Data items
=== Begin Enclosure ===

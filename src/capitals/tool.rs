//! query_numbers 工具：按首都名查询人口与面积

use async_trait::async_trait;
use serde_json::Value;

use super::CapitalDeps;
use crate::schema::{FieldSchema, FieldType, ObjectSchema, ValidatedValue};
use crate::tools::{Tool, ToolPayload};

/// 查询首都人口与面积；查无此城时返回空对象 {}
pub struct QueryNumbersTool;

#[async_trait]
impl Tool<CapitalDeps> for QueryNumbersTool {
    fn name(&self) -> &str {
        "query_numbers"
    }

    fn description(&self) -> &str {
        "query the number of inhabitants and size for a capital"
    }

    fn parameters(&self) -> ObjectSchema {
        ObjectSchema::new("query_numbers").field(
            FieldSchema::required("capital_name", FieldType::String)
                .describe("name of the capital, e.g. Berlin"),
        )
    }

    fn returns(&self) -> Option<ObjectSchema> {
        Some(
            ObjectSchema::new("capital_numbers")
                .field(FieldSchema::optional("inhabitants", FieldType::Number))
                .field(FieldSchema::optional("size", FieldType::Number).describe("km²")),
        )
    }

    async fn execute(&self, deps: &CapitalDeps, args: ValidatedValue) -> Result<ToolPayload, String> {
        let name = args
            .get_str("capital_name")
            .ok_or("capital_name is required")?;

        let mut out = ToolPayload::new();
        match deps.store.lookup(name).await.map_err(|e| e.to_string())? {
            Some(numbers) => {
                out.insert("inhabitants".into(), Value::from(numbers.inhabitants));
                out.insert("size".into(), Value::from(numbers.size));
            }
            None => tracing::info!(capital = name, "no data for capital"),
        }
        Ok(out)
    }
}

#[cfg(test)]
mod tests {
    use serde_json::json;

    use super::*;
    use crate::capitals::CapitalStore;
    use crate::core::AgentError;
    use crate::tools::ToolRegistry;

    fn registry() -> ToolRegistry<CapitalDeps> {
        let mut registry = ToolRegistry::new();
        registry.register(QueryNumbersTool).unwrap();
        registry
    }

    #[tokio::test]
    async fn test_known_capital() {
        let store = CapitalStore::in_memory().unwrap();
        store.insert("Berlin", 4_000_000.0, 900.0).unwrap();
        let deps = CapitalDeps::new(store);

        let out = registry()
            .invoke("query_numbers", &deps, &json!({"capital_name": "Berlin"}))
            .await
            .unwrap();
        assert_eq!(out["inhabitants"], json!(4_000_000.0));
        assert_eq!(out["size"], json!(900.0));
    }

    #[tokio::test]
    async fn test_unknown_capital_returns_empty_object() {
        let deps = CapitalDeps::new(CapitalStore::in_memory().unwrap());
        let out = registry()
            .invoke("query_numbers", &deps, &json!({"capital_name": "Atlantis"}))
            .await
            .unwrap();
        assert!(out.is_empty());
    }

    #[tokio::test]
    async fn test_missing_capital_name() {
        let deps = CapitalDeps::new(CapitalStore::in_memory().unwrap());
        let err = registry()
            .invoke("query_numbers", &deps, &json!({}))
            .await
            .unwrap_err();
        assert!(matches!(err, AgentError::InvalidArguments { .. }));
    }
}
//! 模型网关抽象
//!
//! 所有后端（OpenAI 兼容 / FunctionModel / TestModel）实现 ModelGateway：
//! 给定对话历史、可用工具与输出 schema，返回下一条 ModelResponse。
//! 超时与取消由编排循环统一施加，后端无需关心。

use async_trait::async_trait;
use thiserror::Error;

use crate::memory::{Message, ModelResponse};
use crate::schema::ObjectSchema;
use crate::tools::ToolDefinition;

/// 保留的最终答案工具名：输出 schema 以此名义作为一个函数暴露给模型
pub const FINAL_RESULT_TOOL: &str = "final_result";

/// 网关层错误；转换为 AgentError 时传输/鉴权类映射为 ModelUnavailable
#[derive(Error, Debug, Clone, PartialEq, Eq)]
pub enum LlmError {
    #[error("transport error: {0}")]
    Transport(String),

    #[error("authentication failed: {0}")]
    Auth(String),

    #[error("invalid response: {0}")]
    InvalidResponse(String),

    #[error("model requests are disabled for this run (gateway '{0}')")]
    RequestsDisabled(String),
}

/// 本次运行的静态元信息（对一次运行的所有请求都相同）
#[derive(Debug, Clone, Copy)]
pub struct AgentInfo<'a> {
    pub tools: &'a [ToolDefinition],
    pub output_schema: &'a ObjectSchema,
    pub system_prompt: Option<&'a str>,
}

impl<'a> AgentInfo<'a> {
    pub fn tool(&self, name: &str) -> Option<&'a ToolDefinition> {
        self.tools.iter().find(|t| t.name == name)
    }
}

/// 一次网关请求：历史 + 元信息
#[derive(Debug, Clone, Copy)]
pub struct ModelRequest<'a> {
    pub messages: &'a [Message],
    pub info: AgentInfo<'a>,
}

/// 模型网关 trait
#[async_trait]
pub trait ModelGateway: Send + Sync {
    /// 后端名称（日志用）
    fn name(&self) -> &str;

    /// 是否会发起真实网络请求；运行配置 allow_model_requests = false 时拒绝此类后端
    fn is_live(&self) -> bool {
        false
    }

    /// 根据历史生成下一条响应
    async fn next(&self, request: &ModelRequest<'_>) -> Result<ModelResponse, LlmError>;
}
/*
MIT License

Copyright (c) 2024 Philipp Schuster

Permission is hereby granted, free of charge, to any person obtaining a copy
of this software and associated documentation files (the "Software"), to deal
in the Software without restriction, including without limitation the rights
to use, copy, modify, merge, publish, distribute, sublicense, and/or sell
copies of the Software, and to permit persons to whom the Software is
furnished to do so, subject to the following conditions:

The above copyright notice and this permission notice shall be included in all
copies or substantial portions of the Software.

THE SOFTWARE IS PROVIDED "AS IS", WITHOUT WARRANTY OF ANY KIND, EXPRESS OR
IMPLIED, INCLUDING BUT NOT LIMITED TO THE WARRANTIES OF MERCHANTABILITY,
FITNESS FOR A PARTICULAR PURPOSE AND NONINFRINGEMENT. IN NO EVENT SHALL THE
AUTHORS OR COPYRIGHT HOLDERS BE LIABLE FOR ANY CLAIM, DAMAGES OR OTHER
LIABILITY, WHETHER IN AN ACTION OF CONTRACT, TORT OR OTHERWISE, ARISING FROM,
OUT OF OR IN CONNECTION WITH THE SOFTWARE OR THE USE OR OTHER DEALINGS IN THE
SOFTWARE.
*/
//! Module for [`AnalysisError`].

use crate::band_limiter::InvalidFrequencyError;
use thiserror::Error;

/// Possible errors when configuring or running a tempo analysis.
///
/// A buffer that is too short to yield any tempo is not an error. In that
/// case, the analysis returns an empty list of candidates.
#[derive(Debug, Clone, PartialEq, Error)]
pub enum AnalysisError {
    /// The requested range of sample frames is not a valid sub-slice of the
    /// buffer.
    #[error("requested length exceeds available samples: start frame {start_frame} + length {length:?} > {available} frames")]
    InvalidRange {
        /// First requested frame.
        start_frame: usize,
        /// Requested length in frames. `None` means "to the end".
        length: Option<usize>,
        /// Number of complete frames in the buffer.
        available: usize,
    },
    /// The sample rate must be greater than zero.
    #[error("invalid sample rate: {0} Hz")]
    InvalidSampleRate(u32),
    /// There must be at least one channel.
    #[error("invalid channel count: {0}")]
    InvalidChannelCount(u16),
    /// The band-limiting filters can't be created for the sample rate.
    #[error("invalid filter frequencies")]
    InvalidFrequency(#[from] InvalidFrequencyError),
    /// A value of [`AnalyzerConfig`] is out of its valid domain.
    ///
    /// [`AnalyzerConfig`]: crate::AnalyzerConfig
    #[error("invalid analyzer configuration: {0}")]
    InvalidConfig(&'static str),
}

=== End Enclosure ===

From the entries above, give again exactly the lines running from the line with "THE SOFTWARE IS PROVIDED" to the line with "LIABILITY, WHETHER IN"; include both of those lines.

THE SOFTWARE IS PROVIDED "AS IS", WITHOUT WARRANTY OF ANY KIND, EXPRESS OR
IMPLIED, INCLUDING BUT NOT LIMITED TO THE WARRANTIES OF MERCHANTABILITY,
FITNESS FOR A PARTICULAR PURPOSE AND NONINFRINGEMENT. IN NO EVENT SHALL THE
AUTHORS OR COPYRIGHT HOLDERS BE LIABLE FOR ANY CLAIM, DAMAGES OR OTHER
LIABILITY, WHETHER IN AN ACTION OF CONTRACT, TORT OR OTHERWISE, ARISING FROM,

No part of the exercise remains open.